From the Country to the Front Lines
As committed as he is to health and health care in rural Louisiana, Wiltz is anything but a quiet, country doctor. He is also a member of the executive committee of the National Association of Community Health Centers. In that role, Wiltz is a dedicated advocate who works to help the nation understand the importance of supporting and expanding the 8,000 community health centers across the country that provide care to approximately 21 million people. In a recent C-SPAN interview and other engagements over the past few months, Wiltz has spoken out about the need to protect federal health center funding.
“I am deeply concerned about the impact of federal budget cuts on our work. We’ve made a real dent in serving the uninsured population,” Wiltz says. “As the administration confronts the federal deficit and looks for ways to reduce spending, we are aware that cuts to Medicaid and a reduction in community health center funding are part of the national discussion. While we on the Committee understand the need for fiscal restraint, cutting a major source of health care coverage for millions of working families may in turn create an even greater debt for taxpayers and generations to come,” he says.
“Drastic cuts to Medicaid, and the health centers program, will unwittingly generate higher health care costs as people who lose coverage will avoid going to the doctor until they become seriously ill and end up in emergency rooms and hospitals for more costly treatments,” says Wiltz, who explains that calculating the costs of lost preventive care is simple. “If you can do preventive care and get people to check their cholesterol, for example, and stay on their diabetes medication, that doctor visit might cost $140. In comparison, a day in the average emergency room costs $800 and a two-day hospital stay costs $9,000.”

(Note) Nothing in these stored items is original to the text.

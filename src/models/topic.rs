// src/models/topic.rs

use serde::{Deserialize, Serialize};
use sqlx::FromRow;
use validator::Validate;

/// Represents the 'topics' table.
#[derive(Debug, Clone, FromRow, Serialize, Deserialize)]
#[serde(rename_all = "camelCase")]
pub struct Topic {
    pub id: i64,
    pub title: String,
    /// Sanitized HTML.
    pub description: String,
    /// Display order, ascending.
    pub position: i64,
    /// Stored file name of the uploaded presentation, if any.
    #[serde(skip)]
    pub presentation_file: Option<String>,
    /// Filled in by handlers from `presentation_file`.
    #[sqlx(skip)]
    #[serde(default)]
    pub presentation_url: Option<String>,
    pub created_at: chrono::DateTime<chrono::Utc>,
    pub updated_at: chrono::DateTime<chrono::Utc>,
}

/// Topic as listed to students, with what it offers.
#[derive(Debug, Serialize, FromRow)]
#[serde(rename_all = "camelCase")]
pub struct TopicSummary {
    pub id: i64,
    pub title: String,
    pub description: String,
    pub position: i64,
    pub has_lab: bool,
    pub question_count: i64,
    #[serde(skip)]
    pub presentation_file: Option<String>,
    #[sqlx(skip)]
    pub presentation_url: Option<String>,
}

/// DTO for creating a topic.
#[derive(Debug, Deserialize, Validate)]
pub struct CreateTopicRequest {
    #[validate(length(min = 1, max = 200))]
    pub title: String,
    #[serde(default)]
    #[validate(length(max = 20000))]
    pub description: String,
    #[serde(default)]
    pub position: i64,
}

/// DTO for updating a topic. Fields are optional.
#[derive(Debug, Deserialize, Validate)]
pub struct UpdateTopicRequest {
    #[validate(length(min = 1, max = 200))]
    pub title: Option<String>,
    #[validate(length(max = 20000))]
    pub description: Option<String>,
    pub position: Option<i64>,
}
// src/utils/jwt.rs

use std::time::{SystemTime, UNIX_EPOCH};

use axum::{
    body::Body,
    extract::{FromRequestParts, State},
    http::{Request, StatusCode, header, request::Parts},
    middleware::Next,
    response::Response,
};
use jsonwebtoken::{DecodingKey, EncodingKey, Header, Validation, decode, encode};
use serde::{Deserialize, Serialize};

use crate::{config::Config, error::AppError, models::user::ROLE_ADMIN};

/// JWT Claims structure.
#[derive(Debug, Deserialize, Serialize, Clone)]
pub struct Claims {
    /// Subject - Stores the User ID (as string).
    pub sub: String,
    pub username: String,
    /// User's role ('student' or 'admin').
    pub role: String,
    /// Expiration time as Unix timestamp.
    pub exp: usize,
}

/// Signs a new JWT for the user.
pub fn sign_jwt(
    id: i64,
    username: &str,
    role: &str,
    secret: &str,
    expiration_seconds: u64,
) -> Result<String, AppError> {
    let expiration = SystemTime::now()
        .duration_since(UNIX_EPOCH)
        .map_err(|e| AppError::InternalServerError(e.to_string()))?
        .as_secs()
        + expiration_seconds;

    let claims = Claims {
        sub: id.to_string(),
        username: username.to_owned(),
        role: role.to_owned(),
        exp: expiration as usize,
    };

    encode(
        &Header::default(),
        &claims,
        &EncodingKey::from_secret(secret.as_bytes()),
    )
    .map_err(|e| AppError::InternalServerError(e.to_string()))
}

/// Verifies and decodes a JWT string.
pub fn verify_jwt(token: &str, secret: &str) -> Result<Claims, AppError> {
    let token_data = decode(
        token,
        &DecodingKey::from_secret(secret.as_bytes()),
        &Validation::default(),
    )
    .map_err(|_| AppError::AuthError("Invalid token".to_string()))?;

    Ok(token_data.claims)
}

/// Axum Middleware: Authentication.
///
/// Validates the 'Authorization: Bearer <token>' header and injects `Claims`
/// into the request extensions. Returns 401 otherwise.
pub async fn auth_middleware(
    State(config): State<Config>,
    mut req: Request<Body>,
    next: Next,
) -> Result<Response, StatusCode> {
    let token = req
        .headers()
        .get(header::AUTHORIZATION)
        .and_then(|value| value.to_str().ok())
        .and_then(|value| value.strip_prefix("Bearer "))
        .ok_or(StatusCode::UNAUTHORIZED)?;

    match verify_jwt(token, &config.jwt_secret) {
        Ok(claims) => {
            req.extensions_mut().insert(claims);
            Ok(next.run(req).await)
        }
        Err(_) => Err(StatusCode::UNAUTHORIZED),
    }
}

/// Axum Middleware: Admin Authorization.
///
/// Must run AFTER `auth_middleware`.
pub async fn admin_middleware(req: Request<Body>, next: Next) -> Result<Response, StatusCode> {
    let claims = req
        .extensions()
        .get::<Claims>()
        .ok_or(StatusCode::UNAUTHORIZED)?;

    if claims.role != ROLE_ADMIN {
        return Err(StatusCode::FORBIDDEN);
    }

    Ok(next.run(req).await)
}

/// The authenticated caller, extracted from the claims `auth_middleware` left behind.
#[derive(Debug, Clone)]
pub struct AuthUser {
    pub id: i64,
    pub username: String,
    pub role: String,
}

impl<S> FromRequestParts<S> for AuthUser
where
    S: Send + Sync,
{
    type Rejection = AppError;

    async fn from_request_parts(parts: &mut Parts, _state: &S) -> Result<Self, Self::Rejection> {
        let claims = parts
            .extensions
            .get::<Claims>()
            .ok_or_else(|| AppError::AuthError("Not authenticated".to_string()))?;

        let id = claims
            .sub
            .parse::<i64>()
            .map_err(|_| AppError::AuthError("Invalid token subject".to_string()))?;

        Ok(AuthUser {
            id,
            username: claims.username.clone(),
            role: claims.role.clone(),
        })
    }
}
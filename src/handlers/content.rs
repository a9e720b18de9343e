// src/handlers/content.rs

//! Admin authoring of topics, presentations, quiz questions and labs.

use std::sync::Arc;

use axum::{
    Json,
    extract::{Multipart, Path, State},
    http::StatusCode,
    response::IntoResponse,
};
use chrono::Utc;
use sqlx::{QueryBuilder, Sqlite, SqlitePool, types::Json as SqlJson};
use validator::Validate;

use crate::{
    error::AppError,
    models::{
        lab::{LabExercise, UpsertLabRequest},
        quiz::{CreateQuestionRequest, QuizQuestion, UpdateQuestionRequest, answers_within_options},
        topic::{CreateTopicRequest, Topic, UpdateTopicRequest},
    },
    storage::FileStorage,
    utils::html::clean_html,
};

use super::{
    quiz::QUESTION_COLUMNS,
    topics::{LAB_COLUMNS, TOPIC_COLUMNS, fetch_lab, fetch_topic, with_presentation_url},
};

/// Creates a new topic.
/// Admin only.
pub async fn create_topic(
    State(pool): State<SqlitePool>,
    Json(payload): Json<CreateTopicRequest>,
) -> Result<impl IntoResponse, AppError> {
    payload.validate()?;

    let now = Utc::now();
    let topic = sqlx::query_as::<_, Topic>(&format!(
        r#"
        INSERT INTO topics (title, description, position, created_at, updated_at)
        VALUES (?, ?, ?, ?, ?)
        RETURNING {}
        "#,
        TOPIC_COLUMNS
    ))
    .bind(&payload.title)
    .bind(clean_html(&payload.description))
    .bind(payload.position)
    .bind(now)
    .bind(now)
    .fetch_one(&pool)
    .await
    .map_err(|e| {
        tracing::error!("Failed to create topic: {:?}", e);
        AppError::from(e)
    })?;

    Ok((StatusCode::CREATED, Json(topic)))
}

/// Updates a topic by ID.
/// Admin only.
pub async fn update_topic(
    State(pool): State<SqlitePool>,
    State(storage): State<Arc<dyn FileStorage>>,
    Path(id): Path<i64>,
    Json(payload): Json<UpdateTopicRequest>,
) -> Result<impl IntoResponse, AppError> {
    payload.validate()?;

    let mut builder: QueryBuilder<Sqlite> = QueryBuilder::new("UPDATE topics SET ");
    let mut separated = builder.separated(", ");

    if let Some(title) = payload.title {
        separated.push("title = ");
        separated.push_bind_unseparated(title);
    }

    if let Some(description) = payload.description {
        separated.push("description = ");
        separated.push_bind_unseparated(clean_html(&description));
    }

    if let Some(position) = payload.position {
        separated.push("position = ");
        separated.push_bind_unseparated(position);
    }

    separated.push("updated_at = ");
    separated.push_bind_unseparated(Utc::now());

    builder.push(" WHERE id = ");
    builder.push_bind(id);

    let result = builder.build().execute(&pool).await.map_err(|e| {
        tracing::error!("Failed to update topic: {:?}", e);
        AppError::from(e)
    })?;

    if result.rows_affected() == 0 {
        return Err(AppError::NotFound("Topic not found".to_string()));
    }

    let topic = fetch_topic(&pool, id).await?;
    Ok(Json(with_presentation_url(topic, storage.as_ref())))
}

/// Deletes a topic with its lab, questions and attempts.
/// Admin only.
pub async fn delete_topic(
    State(pool): State<SqlitePool>,
    State(storage): State<Arc<dyn FileStorage>>,
    Path(id): Path<i64>,
) -> Result<impl IntoResponse, AppError> {
    let topic = fetch_topic(&pool, id).await?;

    sqlx::query("DELETE FROM topics WHERE id = ?")
        .bind(id)
        .execute(&pool)
        .await
        .map_err(|e| {
            tracing::error!("Failed to delete topic: {:?}", e);
            AppError::from(e)
        })?;

    if let Some(file) = topic.presentation_file {
        if let Err(e) = storage.delete(&file).await {
            tracing::warn!("Topic {} deleted but its presentation was not: {}", id, e);
        }
    }

    Ok(StatusCode::NO_CONTENT)
}

/// Uploads (or replaces) the presentation of a topic.
/// Expects a multipart form with a `file` field.
/// Admin only.
pub async fn upload_presentation(
    State(pool): State<SqlitePool>,
    State(storage): State<Arc<dyn FileStorage>>,
    Path(id): Path<i64>,
    mut multipart: Multipart,
) -> Result<impl IntoResponse, AppError> {
    let topic = fetch_topic(&pool, id).await?;

    let mut upload = None;
    while let Some(field) = multipart
        .next_field()
        .await
        .map_err(|e| AppError::BadRequest(format!("Invalid multipart body: {}", e)))?
    {
        if field.name() != Some("file") {
            continue;
        }
        let file_name = field
            .file_name()
            .map(str::to_string)
            .ok_or(AppError::BadRequest("File name is missing".to_string()))?;
        let data = field
            .bytes()
            .await
            .map_err(|e| AppError::BadRequest(format!("Failed to read upload: {}", e)))?;
        upload = Some((file_name, data));
        break;
    }

    let (file_name, data) =
        upload.ok_or(AppError::BadRequest("Field 'file' is required".to_string()))?;

    let stored = storage.save(&file_name, &data).await?;

    let updated =
        sqlx::query("UPDATE topics SET presentation_file = ?, updated_at = ? WHERE id = ?")
            .bind(&stored)
            .bind(Utc::now())
            .bind(id)
            .execute(&pool)
            .await;

    // The new file is only kept once a topic row points at it.
    let outcome = match updated {
        Ok(result) if result.rows_affected() == 0 => {
            Err(AppError::NotFound("Topic not found".to_string()))
        }
        Ok(_) => Ok(()),
        Err(e) => {
            tracing::error!("Failed to attach presentation to topic {}: {:?}", id, e);
            Err(AppError::from(e))
        }
    };
    if let Err(e) = outcome {
        if let Err(cleanup) = storage.delete(&stored).await {
            tracing::warn!("Orphaned presentation {} left on disk: {}", stored, cleanup);
        }
        return Err(e);
    }

    if let Some(old) = topic.presentation_file {
        if let Err(e) = storage.delete(&old).await {
            tracing::warn!(
                "Topic {} presentation replaced but {} was not removed: {}",
                id,
                old,
                e
            );
        }
    }

    let topic = fetch_topic(&pool, id).await?;
    Ok((
        StatusCode::CREATED,
        Json(with_presentation_url(topic, storage.as_ref())),
    ))
}

/// Removes the presentation of a topic.
/// Admin only.
pub async fn delete_presentation(
    State(pool): State<SqlitePool>,
    State(storage): State<Arc<dyn FileStorage>>,
    Path(id): Path<i64>,
) -> Result<impl IntoResponse, AppError> {
    let topic = fetch_topic(&pool, id).await?;
    let file = topic
        .presentation_file
        .ok_or(AppError::NotFound("Topic has no presentation".to_string()))?;

    sqlx::query("UPDATE topics SET presentation_file = NULL, updated_at = ? WHERE id = ?")
        .bind(Utc::now())
        .bind(id)
        .execute(&pool)
        .await?;

    storage.delete(&file).await?;

    Ok(StatusCode::NO_CONTENT)
}

/// Adds a quiz question to a topic.
/// Admin only.
pub async fn create_question(
    State(pool): State<SqlitePool>,
    Path(topic_id): Path<i64>,
    Json(payload): Json<CreateQuestionRequest>,
) -> Result<impl IntoResponse, AppError> {
    payload.validate()?;
    fetch_topic(&pool, topic_id).await?;

    let question = sqlx::query_as::<_, QuizQuestion>(&format!(
        r#"
        INSERT INTO quiz_questions
            (topic_id, question_text, options, correct_answers, explanation, position)
        VALUES (?, ?, ?, ?, ?, ?)
        RETURNING {}
        "#,
        QUESTION_COLUMNS
    ))
    .bind(topic_id)
    .bind(&payload.question_text)
    .bind(SqlJson(&payload.options))
    .bind(SqlJson(&payload.correct_answers))
    .bind(&payload.explanation)
    .bind(payload.position)
    .fetch_one(&pool)
    .await
    .map_err(|e| {
        tracing::error!("Failed to create question: {:?}", e);
        AppError::from(e)
    })?;

    Ok((StatusCode::CREATED, Json(question)))
}

/// Updates a quiz question by ID.
/// The merged result must still have its correct answers among its options.
/// Admin only.
pub async fn update_question(
    State(pool): State<SqlitePool>,
    Path(id): Path<i64>,
    Json(payload): Json<UpdateQuestionRequest>,
) -> Result<impl IntoResponse, AppError> {
    payload.validate()?;

    let mut question = sqlx::query_as::<_, QuizQuestion>(&format!(
        "SELECT {} FROM quiz_questions WHERE id = ?",
        QUESTION_COLUMNS
    ))
    .bind(id)
    .fetch_optional(&pool)
    .await?
    .ok_or(AppError::NotFound("Question not found".to_string()))?;

    if let Some(text) = payload.question_text {
        question.question_text = text;
    }
    if let Some(options) = payload.options {
        question.options = SqlJson(options);
    }
    if let Some(answers) = payload.correct_answers {
        question.correct_answers = SqlJson(answers);
    }
    if let Some(explanation) = payload.explanation {
        question.explanation = Some(explanation);
    }
    if let Some(position) = payload.position {
        question.position = position;
    }

    if !answers_within_options(&question.correct_answers, &question.options) {
        return Err(AppError::BadRequest(
            "Correct answers must be among the options".to_string(),
        ));
    }

    sqlx::query(
        r#"
        UPDATE quiz_questions
        SET question_text = ?, options = ?, correct_answers = ?, explanation = ?, position = ?
        WHERE id = ?
        "#,
    )
    .bind(&question.question_text)
    .bind(&question.options)
    .bind(&question.correct_answers)
    .bind(&question.explanation)
    .bind(question.position)
    .bind(id)
    .execute(&pool)
    .await
    .map_err(|e| {
        tracing::error!("Failed to update question: {:?}", e);
        AppError::from(e)
    })?;

    Ok(Json(question))
}

/// Deletes a quiz question by ID.
/// Admin only.
pub async fn delete_question(
    State(pool): State<SqlitePool>,
    Path(id): Path<i64>,
) -> Result<impl IntoResponse, AppError> {
    let result = sqlx::query("DELETE FROM quiz_questions WHERE id = ?")
        .bind(id)
        .execute(&pool)
        .await
        .map_err(|e| {
            tracing::error!("Failed to delete question: {:?}", e);
            AppError::from(e)
        })?;

    if result.rows_affected() == 0 {
        return Err(AppError::NotFound("Question not found".to_string()));
    }

    Ok(StatusCode::NO_CONTENT)
}

/// Returns the full lab including patterns and reference code.
/// Admin only.
pub async fn get_lab_admin(
    State(pool): State<SqlitePool>,
    Path(topic_id): Path<i64>,
) -> Result<impl IntoResponse, AppError> {
    Ok(Json(fetch_lab(&pool, topic_id).await?))
}

/// Creates or replaces the lab of a topic.
/// A lab must carry at least one validation criterion.
/// Admin only.
pub async fn upsert_lab(
    State(pool): State<SqlitePool>,
    Path(topic_id): Path<i64>,
    Json(payload): Json<UpsertLabRequest>,
) -> Result<impl IntoResponse, AppError> {
    payload.validate()?;
    fetch_topic(&pool, topic_id).await?;

    let lab = sqlx::query_as::<_, LabExercise>(&format!(
        r#"
        INSERT INTO lab_exercises
            (topic_id, title, instructions, vulnerable_code, correct_code, validation_criteria, updated_at)
        VALUES (?, ?, ?, ?, ?, ?, ?)
        ON CONFLICT (topic_id) DO UPDATE SET
            title = excluded.title,
            instructions = excluded.instructions,
            vulnerable_code = excluded.vulnerable_code,
            correct_code = excluded.correct_code,
            validation_criteria = excluded.validation_criteria,
            updated_at = excluded.updated_at
        RETURNING {}
        "#,
        LAB_COLUMNS
    ))
    .bind(topic_id)
    .bind(&payload.title)
    .bind(clean_html(&payload.instructions))
    .bind(SqlJson(&payload.vulnerable_code))
    .bind(SqlJson(&payload.correct_code))
    .bind(SqlJson(&payload.validation_criteria))
    .bind(Utc::now())
    .fetch_one(&pool)
    .await
    .map_err(|e| {
        tracing::error!("Failed to save lab for topic {}: {:?}", topic_id, e);
        AppError::from(e)
    })?;

    tracing::info!(
        "Lab {} for topic {} saved with {} criteria",
        lab.id,
        topic_id,
        lab.validation_criteria.len()
    );

    Ok(Json(lab))
}

/// Deletes the lab of a topic with its attempts and progress.
/// Admin only.
pub async fn delete_lab(
    State(pool): State<SqlitePool>,
    Path(topic_id): Path<i64>,
) -> Result<impl IntoResponse, AppError> {
    let result = sqlx::query("DELETE FROM lab_exercises WHERE topic_id = ?")
        .bind(topic_id)
        .execute(&pool)
        .await
        .map_err(|e| {
            tracing::error!("Failed to delete lab: {:?}", e);
            AppError::from(e)
        })?;

    if result.rows_affected() == 0 {
        return Err(AppError::NotFound("Lab not found for this topic".to_string()));
    }

    Ok(StatusCode::NO_CONTENT)
}
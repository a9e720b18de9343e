// src/handlers/mod.rs

pub mod admin;
pub mod auth;
pub mod content;
pub mod lab;
pub mod progress;
pub mod quiz;
pub mod topics;
pub mod hash;
pub mod html;
pub mod jwt;
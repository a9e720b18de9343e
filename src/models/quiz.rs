// src/models/quiz.rs

use std::collections::HashMap;

use serde::{Deserialize, Serialize};
use sqlx::{FromRow, types::Json};
use validator::Validate;

/// Represents the 'quiz_questions' table.
#[derive(Debug, Clone, FromRow, Serialize)]
#[serde(rename_all = "camelCase")]
pub struct QuizQuestion {
    pub id: i64,
    pub topic_id: i64,
    pub question_text: String,
    pub options: Json<Vec<String>>,
    /// Every listed option must be selected, and nothing else.
    pub correct_answers: Json<Vec<String>>,
    pub explanation: Option<String>,
    pub position: i64,
}

/// DTO for sending a question to students (no answers, no explanation).
#[derive(Debug, Serialize)]
#[serde(rename_all = "camelCase")]
pub struct PublicQuestion {
    pub id: i64,
    pub question_text: String,
    pub options: Vec<String>,
    /// Lets the client render checkboxes instead of radio buttons.
    pub multiple: bool,
}

impl From<QuizQuestion> for PublicQuestion {
    fn from(q: QuizQuestion) -> Self {
        Self {
            id: q.id,
            question_text: q.question_text,
            multiple: q.correct_answers.0.len() > 1,
            options: q.options.0,
        }
    }
}

/// DTO for creating a quiz question.
#[derive(Debug, Deserialize, Validate)]
#[serde(rename_all = "camelCase")]
#[validate(schema(function = validate_answers_in_options))]
pub struct CreateQuestionRequest {
    #[validate(length(min = 1, max = 2000))]
    pub question_text: String,
    #[validate(length(min = 2, max = 10), custom(function = validate_options))]
    pub options: Vec<String>,
    #[validate(length(min = 1))]
    pub correct_answers: Vec<String>,
    #[validate(length(max = 4000))]
    pub explanation: Option<String>,
    #[serde(default)]
    pub position: i64,
}

/// DTO for updating a quiz question. Fields are optional.
#[derive(Debug, Deserialize, Validate)]
#[serde(rename_all = "camelCase")]
pub struct UpdateQuestionRequest {
    #[validate(length(min = 1, max = 2000))]
    pub question_text: Option<String>,
    #[validate(length(min = 2, max = 10), custom(function = validate_options))]
    pub options: Option<Vec<String>>,
    #[validate(length(min = 1))]
    pub correct_answers: Option<Vec<String>>,
    #[validate(length(max = 4000))]
    pub explanation: Option<String>,
    pub position: Option<i64>,
}

fn validate_options(options: &[String]) -> Result<(), validator::ValidationError> {
    for opt in options {
        if opt.trim().is_empty() || opt.len() > 500 {
            return Err(validator::ValidationError::new("invalid_option"));
        }
    }
    Ok(())
}

fn validate_answers_in_options(
    req: &CreateQuestionRequest,
) -> Result<(), validator::ValidationError> {
    if answers_within_options(&req.correct_answers, &req.options) {
        Ok(())
    } else {
        Err(validator::ValidationError::new("answer_not_in_options"))
    }
}

/// True when every correct answer is one of the options.
pub fn answers_within_options(answers: &[String], options: &[String]) -> bool {
    answers.iter().all(|a| options.contains(a))
}

/// Body of `POST /api/topics/{id}/quiz/submit`.
/// Keys are question ids; values are the selected options.
#[derive(Debug, Deserialize)]
pub struct SubmitQuizRequest {
    pub answers: Option<HashMap<i64, Vec<String>>>,
}

/// Represents the append-only 'quiz_attempts' table.
#[derive(Debug, Clone, FromRow, Serialize)]
#[serde(rename_all = "camelCase")]
pub struct QuizAttempt {
    pub id: i64,
    pub user_id: i64,
    pub topic_id: i64,
    pub attempt_number: i64,
    pub answers: Json<HashMap<i64, Vec<String>>>,
    pub score: i64,
    pub correct_count: i64,
    pub total_questions: i64,
    pub attempted_at: chrono::DateTime<chrono::Utc>,
}

/// Correctness of one answered question.
#[derive(Debug, Clone, PartialEq, Eq, Serialize)]
#[serde(rename_all = "camelCase")]
pub struct QuestionResult {
    pub question_id: i64,
    pub correct: bool,
    pub correct_answers: Vec<String>,
    pub explanation: Option<String>,
}

/// Response of a graded quiz submission.
#[derive(Debug, Serialize)]
#[serde(rename_all = "camelCase")]
pub struct QuizSubmission {
    pub score: i64,
    pub correct_count: i64,
    pub total_questions: i64,
    pub attempt_number: i64,
    pub results: Vec<QuestionResult>,
}

/// Per-topic quiz summary for progress pages.
#[derive(Debug, Clone, FromRow, Serialize)]
#[serde(rename_all = "camelCase")]
pub struct TopicQuizSummary {
    pub topic_id: i64,
    pub topic_title: String,
    pub attempts: i64,
    pub best_score: i64,
    pub latest_score: i64,
}
// src/grading/leaderboard.rs

use sqlx::SqliteExecutor;

use crate::{
    config::LAB_COMPLETION_POINTS,
    models::{
        leaderboard::{LeaderboardEntry, StudentStanding},
        user::ROLE_STUDENT,
    },
};

/// Reads the raw aggregates for every student.
pub async fn load_standings<'e>(
    executor: impl SqliteExecutor<'e>,
) -> Result<Vec<StudentStanding>, sqlx::Error> {
    sqlx::query_as::<_, StudentStanding>(
        r#"
        SELECT
            u.id AS user_id,
            u.username,
            COALESCE((SELECT SUM(qa.score) FROM quiz_attempts qa WHERE qa.user_id = u.id), 0)
                AS quiz_score_sum,
            (SELECT COUNT(DISTINCT qa.topic_id) FROM quiz_attempts qa WHERE qa.user_id = u.id)
                AS quizzes_completed,
            (SELECT COUNT(*) FROM lab_progress lp WHERE lp.user_id = u.id AND lp.completed = 1)
                AS labs_completed
        FROM users u
        WHERE u.role = ?
        "#,
    )
    .bind(ROLE_STUDENT)
    .fetch_all(executor)
    .await
}

/// Ranks students by total score.
///
/// `total = sum(quiz scores) + labs_completed * LAB_COMPLETION_POINTS`.
/// Ties are broken by ascending user id so the order is reproducible.
pub fn compute_leaderboard(standings: Vec<StudentStanding>) -> Vec<LeaderboardEntry> {
    let mut entries: Vec<LeaderboardEntry> = standings
        .into_iter()
        .map(|s| LeaderboardEntry {
            rank: 0,
            user_id: s.user_id,
            username: s.username,
            total_score: s.quiz_score_sum + s.labs_completed * LAB_COMPLETION_POINTS,
            labs_completed: s.labs_completed,
            quizzes_completed: s.quizzes_completed,
        })
        .collect();

    entries.sort_by(|a, b| {
        b.total_score
            .cmp(&a.total_score)
            .then_with(|| a.user_id.cmp(&b.user_id))
    });

    for (i, entry) in entries.iter_mut().enumerate() {
        entry.rank = i + 1;
    }

    entries
}
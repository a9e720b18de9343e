// src/models/mod.rs

pub mod lab;
pub mod leaderboard;
pub mod quiz;
pub mod topic;
pub mod user;
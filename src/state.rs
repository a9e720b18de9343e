use std::sync::Arc;

use crate::{config::Config, storage::FileStorage};
use axum::extract::FromRef;
use sqlx::SqlitePool;

#[derive(Clone)]
pub struct AppState {
    pub pool: SqlitePool,
    pub config: Config,
    pub storage: Arc<dyn FileStorage>,
}

impl FromRef<AppState> for SqlitePool {
    fn from_ref(state: &AppState) -> Self {
        state.pool.clone()
    }
}

impl FromRef<AppState> for Config {
    fn from_ref(state: &AppState) -> Self {
        state.config.clone()
    }
}

impl FromRef<AppState> for Arc<dyn FileStorage> {
    fn from_ref(state: &AppState) -> Self {
        state.storage.clone()
    }
}
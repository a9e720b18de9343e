// src/utils/hash.rs

use argon2::{
    Argon2,
    password_hash::{PasswordHash, PasswordHasher, PasswordVerifier, SaltString, rand_core::OsRng},
};

use crate::error::AppError;

/// Hashes a password with Argon2id and a fresh random salt.
pub fn hash_password(password: &str) -> Result<String, AppError> {
    let salt = SaltString::generate(&mut OsRng);

    Argon2::default()
        .hash_password(password.as_bytes(), &salt)
        .map(|hash| hash.to_string())
        .map_err(|e| AppError::InternalServerError(format!("password hashing failed: {}", e)))
}

/// Checks a password against a stored PHC hash string.
///
/// A malformed stored hash is a server error; a wrong password is `Ok(false)`.
pub fn verify_password(password: &str, stored_hash: &str) -> Result<bool, AppError> {
    let parsed = PasswordHash::new(stored_hash)
        .map_err(|e| AppError::InternalServerError(format!("stored hash is invalid: {}", e)))?;

    Ok(Argon2::default()
        .verify_password(password.as_bytes(), &parsed)
        .is_ok())
}

#[cfg(test)]
mod tests {
    use super::*;

    #[test]
    fn verifies_matching_password_only() {
        let hash = hash_password("correct horse").unwrap();
        assert!(verify_password("correct horse", &hash).unwrap());
        assert!(!verify_password("battery staple", &hash).unwrap());
    }

    #[test]
    fn malformed_hash_is_an_error() {
        assert!(verify_password("anything", "not-a-phc-string").is_err());
    }
}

“We see this every day here in Louisiana, where people desperately need more affordable primary care options,” Wiltz says. “In fact, a recent study from Colorado, published in Health Affairs, “Medicaid Patients Seen at Federally Qualified Health Centers Use Hospital Services Less Than Those Seen By Private Providers,” shows Medicaid patients who visit community health centers are one-third less likely to have emergency room visits, hospitalizations and hospital re-admissions, compared to those patients who use hospital related services. The bottom line is if we want to cut spending, we have to invest in the very programs that accomplish that goal.”
Wiltz also notes that federal support does not cover all of the costs of providing care at the nation’s community health centers, which were created in 1965 and have had bi-partisan support since that time. “About 30 percent of our patients have Medicaid, another 10 percent have Medicare and about 5 percent have private insurance,” he says. “The $600 million in cuts that the centers will experience in 2011 will pose a serious danger to our health care safety net. In addition, I believe the centers represent the true meaning of community health by helping all of those in need. We are a large part of the solution to providing access to high-quality, comprehensive, primary and preventive care at the local level.”
Each year, the Robert Wood Johnson Foundation selects 10 Community Health Leaders to receive an award. The winners are outstanding and otherwise unrecognized individuals who overcome daunting odds to expand access to health care and social services to underserved populations in communities across the United States. The program aims to elevate the work of these unsung heroes through enhanced recognition, technical assistance and leadership development opportunities.